* **GOAL OF THE EXERCISE**
Search the records below for the word "when". Copy each line where it occurs.

* **PROVIDED RECORDS**
impl IndexData {
    fn new(backend: Box<dyn SpatialBackend>) -> Self {
        Self {
            backend,
            entities: FxHashMap::default(),
            tombstones: FxHashMap::default(),
        }
    }

    /// Remove-then-insert. Callers validate the record first.
    fn put(&mut self, record: EntityRecord) -> Result<Option<EntityRecord>> {
        if let Some(old) = self.entities.get(&record.id) {
            self.backend.remove(&old.id, &old.point());
        }
        self.backend.insert(record.id.clone(), record.point())?;
        Ok(self.entities.insert(record.id.clone(), record))
    }

    fn delete(&mut self, id: &EntityId) -> Option<EntityRecord> {
        let old = self.entities.remove(id)?;
        self.backend.remove(&old.id, &old.point());
        Some(old)
    }

    fn apply(&mut self, change: &IndexChange) -> Result<ApplyOutcome> {
        match change {
            IndexChange::Upsert {
                id,
                point,
                category,
                version,
            } => {
                let current_category = match self.entities.get(id) {
                    Some(current) if *version < current.version => return Ok(ApplyOutcome::Stale),
                    Some(current) if *version == current.version => {
                        return Ok(ApplyOutcome::Duplicate);
                    }
                    Some(current) => Some(current.category.clone()),
                    None => {
                        if self.tombstones.get(id).is_some_and(|t| *version <= t.version) {
                            return Ok(ApplyOutcome::Stale);
                        }
                        None
                    }
                };
                let record = EntityRecord {
                    id: id.clone(),
                    latitude: point.lat(),
                    longitude: point.lon(),
                    category: category.clone().or(current_category).unwrap_or_default(),
                    version: *version,
                };
                self.tombstones.remove(id);
                self.put(record)?;
                Ok(ApplyOutcome::Applied)
            }
            IndexChange::Delete { id, version } => {
                if let Some(current) = self.entities.get(id) {
                    // A delete may carry the version of the last update.
                    if *version < current.version {
                        return Ok(ApplyOutcome::Stale);
                    }
                    self.delete(id);
                    self.tombstones.insert(id.clone(), Tombstone::new(*version));
                    return Ok(ApplyOutcome::Applied);
                }
                match self.tombstones.get(id) {
                    Some(t) if t.version == *version => Ok(ApplyOutcome::Duplicate),
                    Some(t) if t.version > *version => Ok(ApplyOutcome::Stale),
                    _ => {
                        self.tombstones.insert(id.clone(), Tombstone::new(*version));
                        Ok(ApplyOutcome::NotFound)
                    }
                }
            }
        }
    }

    fn replay(&mut self, entry: &Journaled) -> Result<()> {
        match entry {
            Journaled::Put(record) => {
                self.tombstones.remove(&record.id);
                self.put(record.clone())?;
            }
            Journaled::Delete(id) => {
                self.delete(id);
            }
            Journaled::Versioned(change) => {
                self.apply(change)?;
            }
        }
        Ok(())
    }
}
//! Request deadlines threaded through every stage of a search.

use crate::error::{ProximityError, Result};
use std::time::{Duration, Instant};

/// Point in time after which a request must fail with
/// [`ProximityError::Timeout`] instead of returning partial results.
#[derive(Debug, Clone, Copy)]
pub struct Deadline {
    started: Instant,
    at: Option<Instant>,
}

impl Deadline {
    /// A deadline that never expires.
    pub fn none() -> Self {
        Self {
            started: Instant::now(),
            at: None,
        }
    }

    /// Expires `timeout` from now, or never when `timeout` is `None`.
    pub fn after(timeout: Option<Duration>) -> Self {
        let started = Instant::now();
        Self {
            started,
            at: timeout.map(|t| started + t),
        }
    }

    pub fn at(&self) -> Option<Instant> {
        self.at
    }

    pub fn elapsed(&self) -> Duration {
        self.started.elapsed()
    }

    pub fn is_expired(&self) -> bool {
        self.at.is_some_and(|at| Instant::now() >= at)
    }

    /// The earlier of `instant` and this deadline.
    pub fn cap(&self, instant: Instant) -> Instant {
        match self.at {
            Some(at) => at.min(instant),
            None => instant,
        }
    }

    pub fn timeout_error(&self, stage: &'static str) -> ProximityError {
        ProximityError::Timeout {
            stage,
            elapsed: self.elapsed(),
        }
    }

    /// Fails with a timeout naming `stage` when the deadline has passed.
    #[inline]
    pub fn check(&self, stage: &'static str) -> Result<()> {
        if self.is_expired() {
            return Err(self.timeout_error(stage));
        }
        Ok(())
    }
}

impl Default for Deadline {
    fn default() -> Self {
        Self::none()
    }
}
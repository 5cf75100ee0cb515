use crate::compute::spatial::METERS_PER_DEGREE;
use proxima_types::geo::GeoPoint;
use std::fmt;

/// Normalized cache key for a circle query.
///
/// Latitude and longitude are rounded to `precision` decimal places, so
/// queries a few meters apart share one entry. An entry is always computed
/// for the rounded [`center`](Self::center) out to
/// [`cover_radius_m`](Self::cover_radius_m), which makes it a pure function
/// of its key no matter which nearby request populated it, and a superset of
/// the answer for every request that maps to the key.
#[derive(Debug, Clone, PartialEq, Eq, Hash)]
pub struct CacheKey {
    lat_q: i64,
    lon_q: i64,
    precision: u32,
    radius_bits: u64,
    category: Option<String>,
}

impl CacheKey {
    /// # Examples
    ///
    /// ```
    /// use proxima::cache::CacheKey;
    /// use proxima_types::geo::GeoPoint;
    ///
    /// let a = CacheKey::normalize(&GeoPoint::new(37.77491, -122.41942), 2_000.0, None, 3);
    /// let b = CacheKey::normalize(&GeoPoint::new(37.77488, -122.41936), 2_000.0, None, 3);
    /// assert_eq!(a, b);
    /// assert_eq!(a.center(), GeoPoint::new(37.775, -122.419));
    /// ```
    pub fn normalize(
        center: &GeoPoint,
        radius_m: f64,
        category: Option<&str>,
        precision: u32,
    ) -> Self {
        let scale = 10f64.powi(precision as i32);
        let lat_q = (center.lat() * scale).round() as i64;
        let mut lon_q = (center.lon() * scale).round() as i64;
        // -180 and 180 are the same meridian.
        let antimeridian = (180.0 * scale) as i64;
        if lon_q == -antimeridian {
            lon_q = antimeridian;
        }
        Self {
            lat_q,
            lon_q,
            precision,
            radius_bits: radius_m.to_bits(),
            category: category.map(str::to_owned),
        }
    }

    /// The rounded query center this key stands for.
    pub fn center(&self) -> GeoPoint {
        let scale = 10f64.powi(self.precision as i32);
        GeoPoint::new(self.lat_q as f64 / scale, self.lon_q as f64 / scale)
    }

    pub fn radius_m(&self) -> f64 {
        f64::from_bits(self.radius_bits)
    }

    /// Upper bound on the distance from any center that normalizes to this
    /// key to [`center`](Self::center).
    ///
    /// Rounding moves each axis by at most half a unit. Walking the latitude
    /// offset along a meridian and then the longitude offset along a parallel
    /// is never shorter than the great circle, and a parallel is longest at
    /// the equator.
    pub fn rounding_slack_m(&self) -> f64 {
        let half_unit = 0.5 / 10f64.powi(self.precision as i32);
        2.0 * half_unit * METERS_PER_DEGREE
    }

    /// Radius an entry is computed with. By the triangle inequality every
    /// entity within `radius_m` of a request mapping to this key lies within
    /// this radius of the canonical center.
    pub fn cover_radius_m(&self) -> f64 {
        self.radius_m() + self.rounding_slack_m()
    }

    pub fn category(&self) -> Option<&str> {
        self.category.as_deref()
    }
}

impl fmt::Display for CacheKey {
    fn fmt(&self, f: &mut fmt::Formatter<'_>) -> fmt::Result {
        let center = self.center();
        write!(
            f,
            "{:.*},{:.*}@{}m",
            self.precision as usize,
            center.lat(),
            self.precision as usize,
            center.lon(),
            self.radius_m()
        )?;
        if let Some(category) = &self.category {
            write!(f, "[{}]", category)?;
        }
        Ok(())
    }
}
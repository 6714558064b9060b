use thiserror::Error;

/// Errors raised while declaring files and jobs.
///
/// Each one points at an authoring bug in the pipeline definition; the
/// rejected declaration has no effect on the pipeline.
#[derive(Debug, Clone, PartialEq, Eq, Error)]
pub enum PipelineError {
  /// An imported file reuses a known file name.
  #[error("cannot import {name}: file already exists in pipeline")]
  FileAlreadyExists { name: String },

  /// A job input refers to a file not declared yet.
  #[error("cannot add job {processor}: input file {name} does not exist in pipeline")]
  UnknownInputFile { processor: String, name: String },

  /// A job output reuses a known file name.
  #[error("cannot add job {processor}: output file {name} already exists in pipeline")]
  OutputFileAlreadyExists { processor: String, name: String },

  /// A job parameter holds a NaN or infinite float.
  #[error("cannot add job {processor}: parameter {name} is not a finite number")]
  NonFiniteParameter { processor: String, name: String },

  /// File metadata holds a NaN or infinite float.
  #[error("metadata of file {name} contains a number that is not finite")]
  NonFiniteMetadata { name: String },
}

/// Errors reading or writing pipeline documents.
#[derive(Debug, Error)]
pub enum DocumentError {
  #[error("io error: {0}")]
  Io(#[from] std::io::Error),

  #[error("json error: {0}")]
  Json(#[from] serde_json::Error),

  /// The document parsed but declares an invalid pipeline.
  #[error("invalid pipeline: {0}")]
  Invalid(#[from] PipelineError),
}
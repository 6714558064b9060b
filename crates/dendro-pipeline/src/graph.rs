use std::collections::HashMap;

use dendro_config::{ImportedFile, Job};

/// Where a file comes from.
#[derive(Debug, Clone, Copy, PartialEq, Eq)]
pub enum Producer {
  /// Imported from outside the pipeline.
  Imported,
  /// Written by the job at this declaration index.
  Job(usize),
}

/// Job dependency structure derived from a pipeline's file bindings.
///
/// Jobs are identified by their declaration index. Declaration order is
/// already a valid topological order, so no cycle detection is needed.
#[derive(Debug, Clone)]
pub struct Graph {
  /// File name -> producer.
  producers: HashMap<String, Producer>,
  /// File name -> jobs reading it, in declaration order.
  consumers: HashMap<String, Vec<usize>>,
  /// Job -> jobs it reads from.
  upstream: Vec<Vec<usize>>,
  /// Job -> jobs reading from it.
  downstream: Vec<Vec<usize>>,
  /// Jobs that only read imported files.
  entry_points: Vec<usize>,
  /// Job outputs no other job reads, in declaration order.
  final_outputs: Vec<String>,
}

impl Graph {
  /// Build a graph from imported files and jobs.
  ///
  /// Inputs that name no known file are ignored; a validated pipeline never
  /// has any.
  pub fn new(imported_files: &[ImportedFile], jobs: &[Job]) -> Self {
    let mut producers: HashMap<String, Producer> = HashMap::new();
    let mut consumers: HashMap<String, Vec<usize>> = HashMap::new();
    let mut upstream: Vec<Vec<usize>> = vec![Vec::new(); jobs.len()];
    let mut downstream: Vec<Vec<usize>> = vec![Vec::new(); jobs.len()];

    for file in imported_files {
      producers.insert(file.fname.clone(), Producer::Imported);
    }

    for (index, job) in jobs.iter().enumerate() {
      for input in &job.inputs {
        let readers = consumers.entry(input.fname.clone()).or_default();
        if !readers.contains(&index) {
          readers.push(index);
        }

        if let Some(Producer::Job(producer)) = producers.get(&input.fname).copied() {
          if !upstream[index].contains(&producer) {
            upstream[index].push(producer);
          }
          if !downstream[producer].contains(&index) {
            downstream[producer].push(index);
          }
        }
      }

      for output in &job.outputs {
        producers.insert(output.fname.clone(), Producer::Job(index));
      }
    }

    let entry_points: Vec<usize> = (0..jobs.len())
      .filter(|index| upstream[*index].is_empty())
      .collect();

    let final_outputs: Vec<String> = jobs
      .iter()
      .flat_map(|job| job.outputs.iter())
      .filter(|output| !consumers.contains_key(&output.fname))
      .map(|output| output.fname.clone())
      .collect();

    Self {
      producers,
      consumers,
      upstream,
      downstream,
      entry_points,
      final_outputs,
    }
  }

  /// Number of jobs in the graph.
  pub fn job_count(&self) -> usize {
    self.upstream.len()
  }

  /// Get the producer of a file.
  pub fn producer(&self, fname: &str) -> Option<Producer> {
    self.producers.get(fname).copied()
  }

  /// Get the jobs reading a file.
  pub fn consumers(&self, fname: &str) -> &[usize] {
    self
      .consumers
      .get(fname)
      .map(|v| v.as_slice())
      .unwrap_or(&[])
  }

  /// Get the jobs a job depends on.
  pub fn upstream(&self, job: usize) -> &[usize] {
    self.upstream.get(job).map(|v| v.as_slice()).unwrap_or(&[])
  }

  /// Get the jobs depending on a job.
  pub fn downstream(&self, job: usize) -> &[usize] {
    self
      .downstream
      .get(job)
      .map(|v| v.as_slice())
      .unwrap_or(&[])
  }

  /// Get entry points (jobs with no upstream jobs).
  pub fn entry_points(&self) -> &[usize] {
    &self.entry_points
  }

  /// Get job outputs that no job consumes.
  pub fn final_outputs(&self) -> &[String] {
    &self.final_outputs
  }
}
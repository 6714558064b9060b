use std::num::NonZeroUsize;
use std::path::{Path, PathBuf};
use std::time::Duration;

use anyhow::{Context, Result};
use clap::{Parser, Subcommand};
use tracing::info;
use tracing_subscriber::EnvFilter;

use dendro_backend::{BackendConfig, HttpBackend, MemoryBackend};
use dendro_pipeline::{DocumentWriter, Pipeline, read_document};
use dendro_submit::{DEFAULT_BATCH_ID_LEN, Submitter};

/// Dendro - build, check and submit processing pipelines
#[derive(Parser)]
#[command(name = "dendro")]
#[command(version, about, long_about = None)]
struct Cli {
  #[command(subcommand)]
  command: Option<Commands>,
}

#[derive(Subcommand)]
enum Commands {
  /// Check a pipeline document and print a summary
  Validate {
    /// Path to the pipeline document (JSON)
    pipeline_file: PathBuf,
  },

  /// Check a pipeline document and write it out in canonical form
  Write {
    /// Path to the pipeline document (JSON)
    pipeline_file: PathBuf,

    /// Where to write the canonical document
    #[arg(long, short)]
    output: PathBuf,
  },

  /// Check a pipeline document and submit it to the execution backend
  Submit {
    /// Path to the pipeline document (JSON)
    pipeline_file: PathBuf,

    /// Backend project to register files and jobs under
    #[arg(long, env = "DENDRO_PROJECT_ID")]
    project_id: String,

    /// Root url of the backend API
    #[arg(long, env = "DENDRO_API_URL", required_unless_present = "dry_run")]
    api_url: Option<String>,

    /// API key sent as a bearer token
    #[arg(long, env = "DENDRO_API_KEY", hide_env_values = true)]
    api_key: Option<String>,

    /// Request timeout in seconds
    #[arg(long, default_value_t = 60)]
    timeout_secs: u64,

    /// Length of the generated batch id (at least 1)
    #[arg(long, default_value_t = DEFAULT_BATCH_ID_LEN)]
    batch_id_len: NonZeroUsize,

    /// Replay against an in-memory backend and print the calls instead
    #[arg(long)]
    dry_run: bool,
  },
}

fn main() -> Result<()> {
  tracing_subscriber::fmt()
    .with_env_filter(EnvFilter::try_from_default_env().unwrap_or_else(|_| EnvFilter::new("info")))
    .with_writer(std::io::stderr)
    .init();

  let cli = Cli::parse();

  match cli.command {
    Some(Commands::Validate { pipeline_file }) => {
      run(validate(pipeline_file))?;
    }
    Some(Commands::Write {
      pipeline_file,
      output,
    }) => {
      run(write(pipeline_file, output))?;
    }
    Some(Commands::Submit {
      pipeline_file,
      project_id,
      api_url,
      api_key,
      timeout_secs,
      batch_id_len,
      dry_run,
    }) => {
      let config = api_url.map(|base_url| BackendConfig {
        base_url,
        api_key,
        timeout: Duration::from_secs(timeout_secs),
      });
      run(submit(
        pipeline_file,
        project_id,
        config,
        batch_id_len,
        dry_run,
      ))?;
    }
    None => {
      println!("dendro - use --help to see available commands");
    }
  }

  Ok(())
}

fn run<F: std::future::Future<Output = Result<()>>>(future: F) -> Result<()> {
  let rt = tokio::runtime::Runtime::new()?;
  rt.block_on(future)
}

async fn load(pipeline_file: &Path) -> Result<Pipeline> {
  let pipeline = read_document(pipeline_file)
    .await
    .with_context(|| format!("failed to load pipeline: {}", pipeline_file.display()))?;

  info!(
    path = %pipeline_file.display(),
    imported_files = pipeline.imported_files().len(),
    jobs = pipeline.jobs().len(),
    "pipeline loaded"
  );
  Ok(pipeline)
}

async fn validate(pipeline_file: PathBuf) -> Result<()> {
  let pipeline = load(&pipeline_file).await?;
  let graph = pipeline.graph();

  println!("Imported files: {}", pipeline.imported_files().len());
  println!("Jobs: {}", pipeline.jobs().len());
  println!("Known files: {}", pipeline.known_files().len());
  println!("Entry jobs:");
  for index in graph.entry_points() {
    println!("  [{}] {}", index, pipeline.jobs()[*index].processor_name);
  }
  println!("Final outputs:");
  for fname in graph.final_outputs() {
    println!("  {}", fname);
  }

  Ok(())
}

async fn write(pipeline_file: PathBuf, output: PathBuf) -> Result<()> {
  let pipeline = load(&pipeline_file).await?;

  pipeline
    .emit(&DocumentWriter::new(&output))
    .await
    .with_context(|| format!("failed to write pipeline: {}", output.display()))?;

  eprintln!("Wrote {}", output.display());
  Ok(())
}

async fn submit(
  pipeline_file: PathBuf,
  project_id: String,
  config: Option<BackendConfig>,
  batch_id_len: NonZeroUsize,
  dry_run: bool,
) -> Result<()> {
  let pipeline = load(&pipeline_file).await?;

  if dry_run {
    let submitter = Submitter::new(MemoryBackend::new(), project_id).with_batch_id_len(batch_id_len);
    let report = pipeline
      .emit(&submitter)
      .await
      .context("dry-run submission failed")?;

    let calls = submitter.backend().calls().await;
    println!("{}", serde_json::to_string_pretty(&calls)?);
    eprintln!(
      "Dry run: {} calls, batch {}",
      calls.len(),
      report.batch_id
    );
    return Ok(());
  }

  let config = config.context("--api-url is required unless --dry-run is set")?;
  let backend = HttpBackend::new(config).context("failed to create backend client")?;
  let submitter = Submitter::new(backend, project_id).with_batch_id_len(batch_id_len);
  let report = pipeline
    .emit(&submitter)
    .await
    .context("pipeline submission failed")?;

  println!("{}", serde_json::to_string_pretty(&report)?);
  Ok(())
}
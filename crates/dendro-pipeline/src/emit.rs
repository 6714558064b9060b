use async_trait::async_trait;

use crate::pipeline::Pipeline;

/// The finishing step of a pipeline build.
///
/// Construction and validation are the same for every pipeline; only what
/// happens to the finished graph differs. Implementations must preserve
/// declaration order.
#[async_trait]
pub trait Emitter: Send + Sync {
  type Output: Send;
  type Error: std::error::Error + Send + Sync + 'static;

  /// Emit a finished pipeline.
  async fn emit(&self, pipeline: &Pipeline) -> Result<Self::Output, Self::Error>;
}
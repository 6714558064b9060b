use std::num::NonZeroUsize;

use rand::Rng;

/// Characters a batch identifier is drawn from.
pub const BATCH_ID_ALPHABET: &[u8] = b"abcdefghijklmnopqrstuvwxyz0123456789";

pub const DEFAULT_BATCH_ID_LEN: NonZeroUsize = match NonZeroUsize::new(12) {
  Some(len) => len,
  None => unreachable!(),
};

/// Generate a batch identifier from the thread-local generator.
///
/// Batch ids group the jobs of one submission; they are not secrets. An empty
/// id would group nothing, hence the non-zero length.
pub fn generate_batch_id(len: NonZeroUsize) -> String {
  generate_batch_id_with(&mut rand::rng(), len)
}

/// Generate a batch identifier from the given generator.
pub fn generate_batch_id_with<R: Rng + ?Sized>(rng: &mut R, len: NonZeroUsize) -> String {
  (0..len.get())
    .map(|_| BATCH_ID_ALPHABET[rng.random_range(0..BATCH_ID_ALPHABET.len())] as char)
    .collect()
}
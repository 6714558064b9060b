//! Dendro Config
//!
//! This crate contains the serializable pipeline definition types for dendro.
//! These types describe imported files and jobs before they are validated and
//! assembled into a pipeline graph.
//!
//! Definitions can come from:
//! - Rust code building a pipeline declaration by declaration
//! - JSON pipeline documents (via CLI with `dendro write pipeline.json`)
//!
//! The pipeline builder takes these types, checks them against the files known
//! so far, and either serializes the finished graph or submits it to an
//! execution backend.

mod document;
mod file;
mod job;
mod value;

pub use document::PipelineDocument;
pub use file::ImportedFile;
pub use job::{Job, JobInput, JobOutput, JobParameter, RequiredResources, RunMethod};
pub use value::{Metadata, Value};
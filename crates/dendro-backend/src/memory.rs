use std::collections::BTreeMap;

use async_trait::async_trait;
use dendro_config::Metadata;
use serde::Serialize;
use tokio::sync::Mutex;

use crate::backend::{ExecutionBackend, JobHandle, ProjectHandle, SubmitJobRequest};
use crate::error::BackendError;

/// One call received by a [`MemoryBackend`].
#[derive(Debug, Clone, PartialEq, Serialize)]
#[serde(tag = "call", rename_all = "snake_case")]
pub enum BackendCall {
  ResolveProject {
    project_id: String,
  },
  RegisterFile {
    file_name: String,
    url: String,
    metadata: Metadata,
  },
  SubmitJob {
    job_id: String,
    request: SubmitJobRequest,
  },
  SetFileMetadata {
    file_name: String,
    metadata: Metadata,
  },
}

/// A file as the backend sees it.
#[derive(Debug, Clone, PartialEq, Serialize)]
pub struct FileRecord {
  /// Source url for imported files; `None` for files a job will produce.
  pub url: Option<String>,
  pub metadata: Metadata,
}

#[derive(Debug, Default)]
struct State {
  calls: Vec<BackendCall>,
  files: BTreeMap<String, FileRecord>,
  attempts: usize,
  jobs_submitted: usize,
}

/// In-process execution backend.
///
/// Accepts every project id and records each call in order. Jobs get
/// sequential ids starting at `job-1`. Output files of a
/// submitted job get a record with no url, so metadata can be attached to them
/// afterwards. Suitable for dry runs and testing.
#[derive(Debug, Default)]
pub struct MemoryBackend {
  state: Mutex<State>,
  fail_at: Option<usize>,
}

impl MemoryBackend {
  pub fn new() -> Self {
    Self::default()
  }

  /// Reject the call with this zero-based position, counting every call.
  ///
  /// The rejected call is not recorded and changes nothing.
  pub fn failing_at(call: usize) -> Self {
    Self {
      state: Mutex::new(State::default()),
      fail_at: Some(call),
    }
  }

  /// Calls accepted so far, in order.
  pub async fn calls(&self) -> Vec<BackendCall> {
    self.state.lock().await.calls.clone()
  }

  /// Files known to the backend, by name.
  pub async fn files(&self) -> BTreeMap<String, FileRecord> {
    self.state.lock().await.files.clone()
  }

  fn admit(&self, state: &mut State) -> Result<(), BackendError> {
    let position = state.attempts;
    state.attempts += 1;
    if self.fail_at == Some(position) {
      return Err(BackendError::Rejected {
        message: format!("call {} rejected", position),
      });
    }
    Ok(())
  }
}

#[async_trait]
impl ExecutionBackend for MemoryBackend {
  async fn resolve_project(&self, project_id: &str) -> Result<ProjectHandle, BackendError> {
    let mut state = self.state.lock().await;
    self.admit(&mut state)?;

    state.calls.push(BackendCall::ResolveProject {
      project_id: project_id.to_string(),
    });
    Ok(ProjectHandle {
      project_id: project_id.to_string(),
      name: project_id.to_string(),
    })
  }

  async fn register_file(
    &self,
    _project: &ProjectHandle,
    file_name: &str,
    url: &str,
    metadata: &Metadata,
  ) -> Result<(), BackendError> {
    let mut state = self.state.lock().await;
    self.admit(&mut state)?;

    state.files.insert(
      file_name.to_string(),
      FileRecord {
        url: Some(url.to_string()),
        metadata: metadata.clone(),
      },
    );
    state.calls.push(BackendCall::RegisterFile {
      file_name: file_name.to_string(),
      url: url.to_string(),
      metadata: metadata.clone(),
    });
    Ok(())
  }

  async fn submit_job(
    &self,
    _project: &ProjectHandle,
    request: SubmitJobRequest,
  ) -> Result<JobHandle, BackendError> {
    let mut state = self.state.lock().await;
    self.admit(&mut state)?;

    state.jobs_submitted += 1;
    let job_id = format!("job-{}", state.jobs_submitted);
    for output in &request.output_files {
      state
        .files
        .entry(output.file_name.clone())
        .or_insert_with(|| FileRecord {
          url: None,
          metadata: Metadata::new(),
        });
    }
    state.calls.push(BackendCall::SubmitJob {
      job_id: job_id.clone(),
      request,
    });
    Ok(JobHandle { job_id })
  }

  async fn set_file_metadata(
    &self,
    _project: &ProjectHandle,
    file_name: &str,
    metadata: &Metadata,
  ) -> Result<(), BackendError> {
    let mut state = self.state.lock().await;
    self.admit(&mut state)?;

    match state.files.get_mut(file_name) {
      Some(record) => record.metadata = metadata.clone(),
      None => {
        return Err(BackendError::FileNotFound {
          file_name: file_name.to_string(),
        });
      }
    }
    state.calls.push(BackendCall::SetFileMetadata {
      file_name: file_name.to_string(),
      metadata: metadata.clone(),
    });
    Ok(())
  }
}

* **SOLUTION TO THE PROBLEM**
    /// Expires `timeout` from now, or never when `timeout` is `None`.
    /// Fails with a timeout naming `stage` when the deadline has passed.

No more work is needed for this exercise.